Коса (волосы) (12) – обычно атрибут девичьей красоты, хотя в некоторых традициях коса – украшение не только женщины, но и мужчины. Символ девичьей чести, скромности, красоты. У многих народов перед свадьбой существовал обряд прощания с девичеством – расплетание кос [Шейнина 2006: 182]. Девичья коса в Древней Руси считалась не меньшим символом чести, чем борода у мужчин, и отношение к ней было почтительным [Семёнова 2000: 93].
Кроха (7) – ласковое название человека, или название мелкой частицы чего-либо. В словарях символов не встречается, однако мы отнесли его к символам, поскольку при исследовании оно встречается в различных контекстах, которые семантически обогащают данный символ. Более того, на него делается особый смысловой акцент в одной из песен, названием которой он является. «Из конца в конец, без края – / Крохи собираем» [Калинов Мост 2001: 323].
Ладонь (20) – по ладони читают судьбу, в ней видят отражение всего тела, а значит, всего мира [Рошаль 2005: 276].
Песня (21) – сакральное откровение, связана с понятиями космического порядка и гармонии [Королёв 2006: 87].
Плечо (28) – в словарях символов не зафиксировано. Однако в контекстах исследуемых песен символ приобретают особую смысловую значимость, апеллируя к ряду ключевых понятий. Плечо представляется показателем силы, духовного мужества, способности противостоять обстоятельствам. «Стоять плечо в плечо до самого конца» [Калинов Мост 2001: 319].
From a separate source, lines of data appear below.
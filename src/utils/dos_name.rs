use thiserror::Error;

#[derive(Debug, Error, PartialEq, Eq)]
pub enum DosNameError {
    #[error("filename cannot be empty")]
    Empty,
}

fn is_dos_char(c: char) -> bool {
    c.is_ascii_uppercase()
        || c.is_ascii_digit()
        || matches!(
            c,
            '$' | '%' | '\'' | '-' | '_' | '@' | '~' | '`' | '!' | '(' | ')' | '{' | '}' | '^'
                | '#' | '&'
        )
}

fn sanitize(part: &str, max_len: usize) -> String {
    part.chars()
        .flat_map(char::to_uppercase)
        .map(|c| if is_dos_char(c) { c } else { '_' })
        .take(max_len)
        .collect()
}

/// Shorten a destination path to a DOS `8.3` file name.
///
/// Only the last path component is kept (`\` and `/` both separate). The name is
/// upper-cased, characters DOS does not allow become `_`, and base/extension are truncated
/// to 8 and 3 characters. A dot-file such as `.profile` has an empty base and yields `.PRO`.
pub fn to_dos_8_3_name(filename: &str) -> Result<String, DosNameError> {
    if filename.trim().is_empty() {
        return Err(DosNameError::Empty);
    }

    let name = filename
        .rsplit(['\\', '/'])
        .next()
        .unwrap_or(filename);

    // Everything after the last dot is the extension, even for `.profile` (empty base).
    let (base, extension) = match name.rfind('.') {
        Some(idx) => (&name[..idx], &name[idx + 1..]),
        None => (name, ""),
    };

    let base = sanitize(base, 8);
    let extension = sanitize(extension, 3);

    if extension.is_empty() {
        Ok(base)
    } else {
        Ok(format!("{base}.{extension}"))
    }
}
//! The REGKEYS section.
//!
//! The record framing of this section is not understood well enough to decode reliably: the
//! length/termination fields appear to be miscounted relative to the rest of the format. Rather
//! than guess, [`decode_registry_keys`] always reports `UnsupportedSection` and reads nothing.
//! The record types below describe the logical shape a future decoder would produce.

use crate::err::{MsceError, Section};
use crate::header::SectionEntry;

use bitflags::bitflags;
use serde::Serialize;

bitflags! {
    #[derive(Debug, Clone, Copy, PartialEq, Eq, Hash, Serialize)]
    pub struct RegistryKeyFlags: u32 {
        const TYPE_MULTI_SZ = 0x0001_0000;
        const TYPE_BINARY = 0x0000_0001;
        const TYPE_DWORD = Self::TYPE_MULTI_SZ.bits() | Self::TYPE_BINARY.bits();
        const NO_CLOBBER = 0x0000_0002;
    }
}

#[derive(Debug, Clone, Copy, PartialEq, Eq, Hash, Serialize)]
pub enum RegValueType {
    Dword,
    Sz,
    MultiSz,
    Binary,
}

impl RegistryKeyFlags {
    /// The value type encoded in the two type bits (`TYPE_SZ` is both bits clear).
    pub fn value_type(self) -> RegValueType {
        let multi_sz = self.contains(RegistryKeyFlags::TYPE_MULTI_SZ);
        let binary = self.contains(RegistryKeyFlags::TYPE_BINARY);
        match (multi_sz, binary) {
            (true, true) => RegValueType::Dword,
            (true, false) => RegValueType::MultiSz,
            (false, true) => RegValueType::Binary,
            (false, false) => RegValueType::Sz,
        }
    }

    pub fn no_clobber(self) -> bool {
        self.contains(RegistryKeyFlags::NO_CLOBBER)
    }
}

#[derive(Debug, Clone, PartialEq, Eq, Serialize)]
pub struct RegistryKeyEntry {
    pub id: u16,
    pub hive_id: u16,
    pub name: String,
    pub flags: RegistryKeyFlags,
    pub data: Vec<u8>,
}

/// Outcome of the REGKEYS section on a decoded manifest.
///
/// Only the skipped state exists until the record framing is understood; its declared extent
/// is kept for reporting.
#[derive(Debug, Clone, PartialEq, Eq, Serialize)]
#[serde(tag = "status", rename_all = "snake_case")]
pub enum RegistryKeys {
    Unsupported { declared_count: u16, offset: u32 },
}

/// Attempt the REGKEYS section. There is no decoder yet, so this always hands back the
/// `UnsupportedSection` error, without touching the buffer, whatever the declared count
/// (including zero).
pub fn decode_registry_keys(entry: SectionEntry) -> MsceError {
    MsceError::UnsupportedSection {
        section: Section::RegistryKeys,
        count: entry.count,
        offset: u64::from(entry.offset),
    }
}
/// Decode bytes as 7-bit ASCII.
///
/// Bytes outside the ASCII range decode as `?`, the same replacement the installer tooling
/// applies, so a decoded string is always plain ASCII.
pub fn decode_ascii(bytes: &[u8]) -> String {
    bytes
        .iter()
        .map(|&b| if b.is_ascii() { char::from(b) } else { '?' })
        .collect()
}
Рука (35) – власть (мирская и духовная), действие, сила, господство, защита – вот основная символика, которая отражает важную роль руки в жизни человека и веру в то, что она способна передавать духовную и физическую энергию. Рука издавна считалась могущественным символом, она присутствовала как мотив еще в наскальной живописи. В иконографии рука выступает в роли самостоятельного образа: например глаз на ладони – символ ясновидения или (в буддизме) сострадательной мудрости. Рука – это служащая орудием защищающая или карающая сила; символ верховной власти, действующих законов и порядков в египетском, индуистском и буддийском религиозном искусстве. В христианской живописи рука – денница Божья, появляющаяся из облаков. Это символ Бога в христианской Троице. С древних времён существовала вера, что руки королей, религиозных лидеров и чудотворцев имеют целебную силу; отсюда наложение рук в религиозном благословении, при конфирмации и посвящении в сан. Что касается символики правой и левой руки, то за исключением Китая и Японии, где левая рука символизирует честь, повсеместно предпочтение отдаётся правой руке. В соответствии с западной традицией, правая рука символизирует искренность, логику; левая – двойственность. Правой рукой благословляют, левой – проклинают [Рошаль 2005: 275-276].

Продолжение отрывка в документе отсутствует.